Two weeks have passed since Russia’s law enforcement agency FSB announced the takedown of the REvil group “at the request of US authorities,” but the ransomware-as-a-service (RaaS) enterprise remains as active as before.
After long being accused of allowing cybercriminals to proliferate within its borders – as long as Russian nationals or organizations are not hurt – Russia appeared set to send a different message with the arrest of 14 members of the REvil gang, even if some saw it as a political move – amidst the increasing tensions at the Ukraine border.
However, as ReversingLabs points out, the high-profile arrests of affiliates did not put a dent in REvil operations. In fact, the group is continuing operations at the very same pace as just before the arrests.
In November 2021, Europol announced the arrest of seven individuals involved in the proliferation of REvil and GandCrab ransomware attacks (the arrests were made over a period of 7 months), at which time ReversingLabs was seeing an average of 47 new REvil implants daily (326 per week).
That number was higher compared to September (43 new implants per day – 307 per week) and October (22 new daily implants – 150 per week), but much lower compared to July (87 daily – 608 per week), when the group went offline.
Following Russia’s arrests, the number of observed REvil implants increased from 24 per day (169 per week) to an average of 26 implants a day (180 per week).
“While it’s true that more time may be needed to assess the full impact of the arrests on REvil’s activity, the data so far would suggest that it is ‘business as usual’ for the ransomware gang,” ReversingLabs notes.
“Threat groups exploit regionalised regulation, and distributed organizational structure with sovereign state safehousing, all while leveraging a ‘no-rule’ borderless attack strategy.
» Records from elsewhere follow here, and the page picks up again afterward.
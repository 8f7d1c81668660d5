//! Gogh terminal themes (YAML).

use facet::Facet;
use hueport_core as hueport;
use serde::{Deserialize, Serialize};

use crate::Color;
use crate::adapter::impl_adapter;

#[derive(Debug, Clone, Default, PartialEq, Facet, Serialize, Deserialize)]
#[serde(default)]
pub struct GoghScheme {
    #[serde(skip_serializing_if = "Option::is_none")]
    #[facet(hueport::canonical = "metadata.name")]
    pub name: Option<String>,
    #[serde(skip_serializing_if = "Option::is_none")]
    #[facet(hueport::canonical = "metadata.author")]
    pub author: Option<String>,
    #[serde(skip_serializing_if = "Option::is_none")]
    #[facet(hueport::canonical = "ansi_colors.black")]
    pub color_01: Option<Color>,
    #[serde(skip_serializing_if = "Option::is_none")]
    #[facet(hueport::canonical = "ansi_colors.red")]
    pub color_02: Option<Color>,
    #[serde(skip_serializing_if = "Option::is_none")]
    #[facet(hueport::canonical = "ansi_colors.green")]
    pub color_03: Option<Color>,
    #[serde(skip_serializing_if = "Option::is_none")]
    #[facet(hueport::canonical = "ansi_colors.yellow")]
    pub color_04: Option<Color>,
    #[serde(skip_serializing_if = "Option::is_none")]
    #[facet(hueport::canonical = "ansi_colors.blue")]
    pub color_05: Option<Color>,
    #[serde(skip_serializing_if = "Option::is_none")]
    #[facet(hueport::canonical = "ansi_colors.magenta")]
    pub color_06: Option<Color>,
    #[serde(skip_serializing_if = "Option::is_none")]
    #[facet(hueport::canonical = "ansi_colors.cyan")]
    pub color_07: Option<Color>,
    #[serde(skip_serializing_if = "Option::is_none")]
    #[facet(hueport::canonical = "ansi_colors.white")]
    pub color_08: Option<Color>,
    #[serde(skip_serializing_if = "Option::is_none")]
    #[facet(hueport::canonical = "ansi_colors.bright_black")]
    pub color_09: Option<Color>,
    #[serde(skip_serializing_if = "Option::is_none")]
    #[facet(hueport::canonical = "ansi_colors.bright_red")]
    pub color_10: Option<Color>,
    #[serde(skip_serializing_if = "Option::is_none")]
    #[facet(hueport::canonical = "ansi_colors.bright_green")]
    pub color_11: Option<Color>,
    #[serde(skip_serializing_if = "Option::is_none")]
    #[facet(hueport::canonical = "ansi_colors.bright_yellow")]
    pub color_12: Option<Color>,
    #[serde(skip_serializing_if = "Option::is_none")]
    #[facet(hueport::canonical = "ansi_colors.bright_blue")]
    pub color_13: Option<Color>,
    #[serde(skip_serializing_if = "Option::is_none")]
    #[facet(hueport::canonical = "ansi_colors.bright_magenta")]
    pub color_14: Option<Color>,
    #[serde(skip_serializing_if = "Option::is_none")]
    #[facet(hueport::canonical = "ansi_colors.bright_cyan")]
    pub color_15: Option<Color>,
    #[serde(skip_serializing_if = "Option::is_none")]
    #[facet(hueport::canonical = "ansi_colors.bright_white")]
    pub color_16: Option<Color>,
    #[serde(skip_serializing_if = "Option::is_none")]
    #[facet(hueport::canonical = "special_colors.background")]
    pub background: Option<Color>,
    #[serde(skip_serializing_if = "Option::is_none")]
    #[facet(hueport::canonical = "special_colors.foreground")]
    pub foreground: Option<Color>,
    #[serde(skip_serializing_if = "Option::is_none")]
    #[facet(hueport::canonical = "special_colors.cursor")]
    pub cursor: Option<Color>,
}

impl_adapter!(GoghScheme, name: "gogh", aliases: [], format: Yaml);
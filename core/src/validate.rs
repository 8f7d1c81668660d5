//! Static checks over schema shapes.
//!
//! Run once when a schema is registered, before any instance is mapped:
//!
//! - [`check_acyclic`] rejects types that nest themselves, which would make
//!   write-mode allocation and traversal unbounded.
//! - [`validate_tags`] checks every tag directive against the counterpart type.

use facet::{Field, Shape};
use thiserror::Error;

use crate::reflect::{self, unwrap_shape};
use crate::traverse::child_path;
use crate::{FieldPath, resolve_type};

/// Schema validation errors.
#[derive(Debug, Clone, PartialEq, Eq, Error)]
pub enum ValidationError {
    /// A struct type contains itself, directly or through other types.
    #[error("schema type {ty} nests itself at {path}")]
    Cycle { ty: String, path: FieldPath },
    /// A tag directive contains an empty path segment.
    #[error("malformed tag on {field}: {tag:?}")]
    MalformedTag { field: FieldPath, tag: &'static str },
    /// A tag directive names a path missing from the counterpart type.
    #[error("tag on {field} names unknown path {tag} in {counterpart}")]
    UnknownTagPath {
        field: FieldPath,
        tag: &'static str,
        counterpart: String,
    },
    /// A tag directive names a field of a different inner type.
    #[error("tag on {field} maps {found} onto {tag} of type {expected}")]
    IncompatibleTag {
        field: FieldPath,
        tag: &'static str,
        expected: String,
        found: String,
    },
}

/// Rejects struct types that nest themselves.
///
/// Self-nesting fields must be declared with `#[facet(recursive_type)]`.
///
/// # Examples
///
/// ```
/// use facet::Facet;
/// use hueport_core::{check_acyclic, ValidationError};
///
/// #[derive(Debug, Clone, Default, Facet)]
/// pub struct Chain {
///     #[facet(recursive_type)]
///     pub next: Option<Box<Chain>>,
/// }
///
/// let err = check_acyclic(Chain::SHAPE).unwrap_err();
/// assert!(matches!(err, ValidationError::Cycle { .. }));
/// ```
pub fn check_acyclic(shape: &'static Shape) -> Result<(), ValidationError> {
    let root = unwrap_shape(shape).0;
    let mut stack = vec![root];
    visit_acyclic(root, None, &mut stack)
}

fn visit_acyclic(
    shape: &'static Shape,
    prefix: Option<&FieldPath>,
    stack: &mut Vec<&'static Shape>,
) -> Result<(), ValidationError> {
    let Some(fields) = reflect::struct_fields(shape) else {
        return Ok(());
    };
    for field in fields {
        let inner = unwrap_shape(field.shape()).0;
        if reflect::struct_fields(inner).is_none() {
            continue;
        }
        let path = child_path(prefix, field.name);
        if stack.contains(&inner) {
            return Err(ValidationError::Cycle {
                ty: inner.to_string(),
                path,
            });
        }
        stack.push(inner);
        visit_acyclic(inner, Some(&path), stack)?;
        stack.pop();
    }
    Ok(())
}

/// Checks every `tag_key` directive of `schema` against `counterpart`.
///
/// Untagged fields are not checked; identity mapping is allowed to miss.
/// Fields under a tagged field are skipped since the tagged field maps whole.
/// Call [`check_acyclic`] first; recursion into an already open type stops.
pub fn validate_tags(
    schema: &'static Shape,
    counterpart: &'static Shape,
    tag_key: &str,
) -> Vec<ValidationError> {
    let mut errors = Vec::new();
    let root = unwrap_shape(schema).0;
    let mut stack = vec![root];
    visit_tags(root, counterpart, tag_key, None, &mut stack, &mut errors);
    errors
}

fn visit_tags(
    shape: &'static Shape,
    counterpart: &'static Shape,
    tag_key: &str,
    prefix: Option<&FieldPath>,
    stack: &mut Vec<&'static Shape>,
    errors: &mut Vec<ValidationError>,
) {
    let Some(fields) = reflect::struct_fields(shape) else {
        return;
    };
    for field in fields {
        let path = child_path(prefix, field.name);
        let inner = unwrap_shape(field.shape()).0;
        match reflect::tag(field, tag_key).filter(|tag| !tag.is_empty()) {
            Some(tag) => {
                if let Some(err) = check_tag(&path, field, tag, counterpart) {
                    errors.push(err);
                }
            }
            None if reflect::struct_fields(inner).is_some() && !stack.contains(&inner) => {
                stack.push(inner);
                visit_tags(inner, counterpart, tag_key, Some(&path), stack, errors);
                stack.pop();
            }
            None => {}
        }
    }
}

fn check_tag(
    path: &FieldPath,
    field: &'static Field,
    tag: &'static str,
    counterpart: &'static Shape,
) -> Option<ValidationError> {
    let target = FieldPath::from_dotted(tag);
    if target.has_empty_segment() {
        return Some(ValidationError::MalformedTag {
            field: path.clone(),
            tag,
        });
    }
    let Ok(resolved) = resolve_type(counterpart, &target) else {
        return Some(ValidationError::UnknownTagPath {
            field: path.clone(),
            tag,
            counterpart: counterpart.to_string(),
        });
    };
    let expected = unwrap_shape(resolved.shape()).0;
    let found = unwrap_shape(field.shape()).0;
    if expected != found {
        return Some(ValidationError::IncompatibleTag {
            field: path.clone(),
            tag,
            expected: resolved.shape().to_string(),
            found: field.shape().to_string(),
        });
    }
    None
}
That makes it ever harder for national and international criminal policing organizations to put an end to threat groups such as REvil,” ReversingLabs senior threat researcher Andrew Yeates says.
While coordinated action against REvil infrastructure may have had short-term impact on the RaaS’s prevalence, much stronger action is needed to indeed halt the cybercrime ring’s activities, especially given the corporation-like structure of the group, where affiliates are launching attacks and receiving payments.
Thus, eliminating only affiliates doesn’t take down the core of the RaaS and allows it to continue operations. On the other hand, if only the core is eliminated, affiliates can either rebuild the enterprise or migrate to a different RaaS, and this is true for other similar cybercriminal organizations as well.